Work to complete: Return only the lines running from the top of the entries to the line with "payment and bookkeeping.", inclusive, exactly as written.

Start of Record excerpts

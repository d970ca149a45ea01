//! Casting: validation, payment and resolution per card category.
//!
//! - Land: no payment, delegates to `BoardState::play_land`
//! - Creature, artifact, enchantment, planeswalker, leader: pay, then enter
//!   the matching battlefield zone and fire `etb`
//! - Instant, sorcery: pay (X supported), move to the graveyard, apply the
//!   spell's effects
//!
//! The cost-free path for permanents coming from the library or graveyard
//! is `BoardState::put_onto_battlefield`; it skips payment and bookkeeping.

mod router;

pub use router::{CastOutcome, CastRouter};
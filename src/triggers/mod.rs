//! Trigger system for event-driven abilities.
//!
//! Triggered abilities are declared on card definitions with a
//! `TriggerEvent` and an optional `TriggerGate`. When a permanent enters
//! the battlefield its abilities are indexed in the board's
//! [`TriggerRegistry`]; the [`TriggerDispatcher`] fires them.
//!
//! ## Key Components
//!
//! - [`TriggerKey`]: One ability of one permanent
//! - [`TriggerRegistry`]: Event-keyed index of abilities on the battlefield
//! - [`TriggerDispatcher`]: `execute` for one source, `fire_all` for a sweep

mod dispatcher;
mod registry;

pub use dispatcher::TriggerDispatcher;
pub use registry::{TriggerKey, TriggerRegistry};
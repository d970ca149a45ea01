//! Mana: symbols, pools, cost expressions and the payment solver.
//!
//! ## Key Types
//!
//! - `ManaSymbol`: a colour, colorless, or the wildcard
//! - `ManaUnit`: one unit of mana and the symbols it can be spent as
//! - `ManaPool`: ordered multiset of units available this turn
//! - `ManaCost`: parsed cost expression (`parse_cost`)
//! - `solver`: `can_pay` / `pay` and their X-cost variants

mod cost;
mod pool;
pub mod solver;
mod symbol;

pub use cost::{parse_cost, ManaCost};
pub use pool::ManaPool;
pub use symbol::{ManaSymbol, ManaUnit};
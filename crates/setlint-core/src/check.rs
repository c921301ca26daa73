//! Check traits and metadata
//!
//! Checks come in three tiers, each with its own trait:
//!
//! - [`WholeSetCheck`]: runs once against the whole content set
//! - [`DocumentCheck`]: runs once per document whose mode it supports
//! - [`CrossDocumentCheck`]: runs once against the whole set, but only when
//!   at least one document has a supported mode
//!
//! A [`Check`] pairs a trait object with its [`CheckInfo`], which is what
//! issues point back to as their origin.

use std::collections::BTreeSet;
use std::fmt;
use std::path::{Path, PathBuf};
use std::str::FromStr;
use std::sync::Arc;

use serde::{Deserialize, Serialize};
use thiserror::Error;

use crate::content::{ContentSet, Document, Mode};
use crate::issue::Issue;

/// Errors a check can raise while producing issues
#[derive(Debug, Error)]
pub enum CheckError {
    /// The check gave up with a message
    #[error("{0}")]
    Failed(String),

    /// A scripted check failed to evaluate
    #[error("script error: {0}")]
    Script(String),

    /// I/O failure while inspecting content
    #[error("I/O error: {0}")]
    Io(#[from] std::io::Error),

    /// The check panicked
    #[error("check panicked: {0}")]
    Panicked(String),
}

/// Result type returned by check bodies
pub type CheckResult = std::result::Result<Vec<Issue>, CheckError>;

/// Granularity at which a check operates
#[derive(Debug, Clone, Copy, PartialEq, Eq, PartialOrd, Ord, Hash, Serialize, Deserialize)]
#[serde(rename_all = "kebab-case")]
pub enum Tier {
    /// Whole content set
    WholeSet,
    /// One document at a time
    PerDocument,
    /// Whole set, gated on document modes
    CrossDocument,
}

impl Tier {
    /// All tiers in execution order
    pub const ALL: [Tier; 3] = [Tier::WholeSet, Tier::PerDocument, Tier::CrossDocument];
}

impl FromStr for Tier {
    type Err = String;

    fn from_str(s: &str) -> Result<Self, Self::Err> {
        match s.trim().to_lowercase().as_str() {
            "set" | "whole-set" | "general" => Ok(Tier::WholeSet),
            "document" | "per-document" => Ok(Tier::PerDocument),
            "cross" | "cross-document" => Ok(Tier::CrossDocument),
            other => Err(format!("unknown check tier '{}'", other)),
        }
    }
}

impl fmt::Display for Tier {
    fn fmt(&self, f: &mut fmt::Formatter<'_>) -> fmt::Result {
        match self {
            Tier::WholeSet => write!(f, "whole-set"),
            Tier::PerDocument => write!(f, "per-document"),
            Tier::CrossDocument => write!(f, "cross-document"),
        }
    }
}

/// Metadata a check reports about itself
#[derive(Debug, Clone, PartialEq, Eq)]
pub struct CheckMetadata {
    /// Unique check identifier
    pub name: String,
    /// Human-readable purpose, e.g. "Unsnapped objects."
    pub message: String,
    /// Supported document modes (ignored for whole-set checks)
    pub modes: BTreeSet<Mode>,
}

impl CheckMetadata {
    /// Create metadata with no modes
    pub fn new(name: impl Into<String>, message: impl Into<String>) -> Self {
        Self {
            name: name.into(),
            message: message.into(),
            modes: BTreeSet::new(),
        }
    }

    /// Set the supported modes
    pub fn with_modes<I, M>(mut self, modes: I) -> Self
    where
        I: IntoIterator<Item = M>,
        M: Into<Mode>,
    {
        self.modes = modes.into_iter().map(Into::into).collect();
        self
    }
}

/// Identity of a registered check
///
/// Shared by every issue the check produces.
#[derive(Debug, Clone, PartialEq, Eq, Serialize)]
pub struct CheckInfo {
    /// Unique check identifier
    pub name: String,
    /// Human-readable purpose
    pub message: String,
    /// Execution tier
    pub tier: Tier,
    /// Supported document modes
    pub modes: BTreeSet<Mode>,
    /// Plugin module the check was loaded from
    #[serde(default, skip_serializing_if = "Option::is_none")]
    pub source: Option<PathBuf>,
}

impl CheckInfo {
    /// Create check info from a tier and metadata
    pub fn new(tier: Tier, metadata: CheckMetadata) -> Self {
        Self {
            name: metadata.name,
            message: metadata.message,
            tier,
            modes: metadata.modes,
            source: None,
        }
    }

    /// Check whether documents of `mode` are supported
    pub fn supports(&self, mode: &Mode) -> bool {
        self.modes.contains(mode)
    }
}

impl fmt::Display for CheckInfo {
    fn fmt(&self, f: &mut fmt::Formatter<'_>) -> fmt::Result {
        write!(f, "{} ({})", self.name, self.tier)?;
        if let Some(ref source) = self.source {
            write!(f, " from {}", source.display())?;
        }
        Ok(())
    }
}

/// A check that runs once against the whole content set
pub trait WholeSetCheck: Send + Sync {
    /// Describe the check
    fn metadata(&self) -> CheckMetadata;

    /// Produce issues for the set
    fn issues(&self, set: &ContentSet) -> CheckResult;
}

/// A check that runs once per document of a supported mode
pub trait DocumentCheck: Send + Sync {
    /// Describe the check, including its supported modes
    fn metadata(&self) -> CheckMetadata;

    /// Produce issues for one document
    fn issues(&self, document: &Document) -> CheckResult;
}

/// A check that compares documents across the set
///
/// Runs only when at least one document has a supported mode, and then
/// receives the whole set.
pub trait CrossDocumentCheck: Send + Sync {
    /// Describe the check, including its supported modes
    fn metadata(&self) -> CheckMetadata;

    /// Produce issues for the set
    fn issues(&self, set: &ContentSet) -> CheckResult;
}

/// Tier-specific check body
#[derive(Clone)]
pub enum CheckBody {
    /// Whole-set check
    WholeSet(Arc<dyn WholeSetCheck>),
    /// Per-document check
    PerDocument(Arc<dyn DocumentCheck>),
    /// Cross-document check
    CrossDocument(Arc<dyn CrossDocumentCheck>),
}

/// A check instance ready for registration
#[derive(Clone)]
pub struct Check {
    info: Arc<CheckInfo>,
    body: CheckBody,
}

impl Check {
    /// Wrap a whole-set check
    pub fn whole_set(check: impl WholeSetCheck + 'static) -> Self {
        Self::from_whole_set(Arc::new(check))
    }

    /// Wrap a per-document check
    pub fn per_document(check: impl DocumentCheck + 'static) -> Self {
        Self::from_per_document(Arc::new(check))
    }

    /// Wrap a cross-document check
    pub fn cross_document(check: impl CrossDocumentCheck + 'static) -> Self {
        Self::from_cross_document(Arc::new(check))
    }

    /// Wrap a shared whole-set check
    pub fn from_whole_set(check: Arc<dyn WholeSetCheck>) -> Self {
        Self {
            info: Arc::new(CheckInfo::new(Tier::WholeSet, check.metadata())),
            body: CheckBody::WholeSet(check),
        }
    }

    /// Wrap a shared per-document check
    pub fn from_per_document(check: Arc<dyn DocumentCheck>) -> Self {
        Self {
            info: Arc::new(CheckInfo::new(Tier::PerDocument, check.metadata())),
            body: CheckBody::PerDocument(check),
        }
    }

    /// Wrap a shared cross-document check
    pub fn from_cross_document(check: Arc<dyn CrossDocumentCheck>) -> Self {
        Self {
            info: Arc::new(CheckInfo::new(Tier::CrossDocument, check.metadata())),
            body: CheckBody::CrossDocument(check),
        }
    }

    /// Record the plugin module this check came from
    pub fn with_source(mut self, source: impl AsRef<Path>) -> Self {
        Arc::make_mut(&mut self.info).source = Some(source.as_ref().to_path_buf());
        self
    }

    /// Check identity
    pub fn info(&self) -> &Arc<CheckInfo> {
        &self.info
    }

    /// Execution tier
    pub fn tier(&self) -> Tier {
        self.info.tier
    }

    /// Tier-specific body
    pub fn body(&self) -> &CheckBody {
        &self.body
    }
}

impl fmt::Debug for Check {
    fn fmt(&self, f: &mut fmt::Formatter<'_>) -> fmt::Result {
        f.debug_struct("Check").field("info", &self.info).finish()
    }
}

End of Record excerpts

Problem solution:
repository d970ca149a45ea01
//! Casting: validation, payment and resolution per card category.
//!
//! - Land: no payment, delegates to `BoardState::play_land`
//! - Creature, artifact, enchantment, planeswalker, leader: pay, then enter
//!   the matching battlefield zone and fire `etb`
//! - Instant, sorcery: pay (X supported), move to the graveyard, apply the
//!   spell's effects
//!
//! The cost-free path for permanents coming from the library or graveyard
//! is `BoardState::put_onto_battlefield`; it skips payment and bookkeeping.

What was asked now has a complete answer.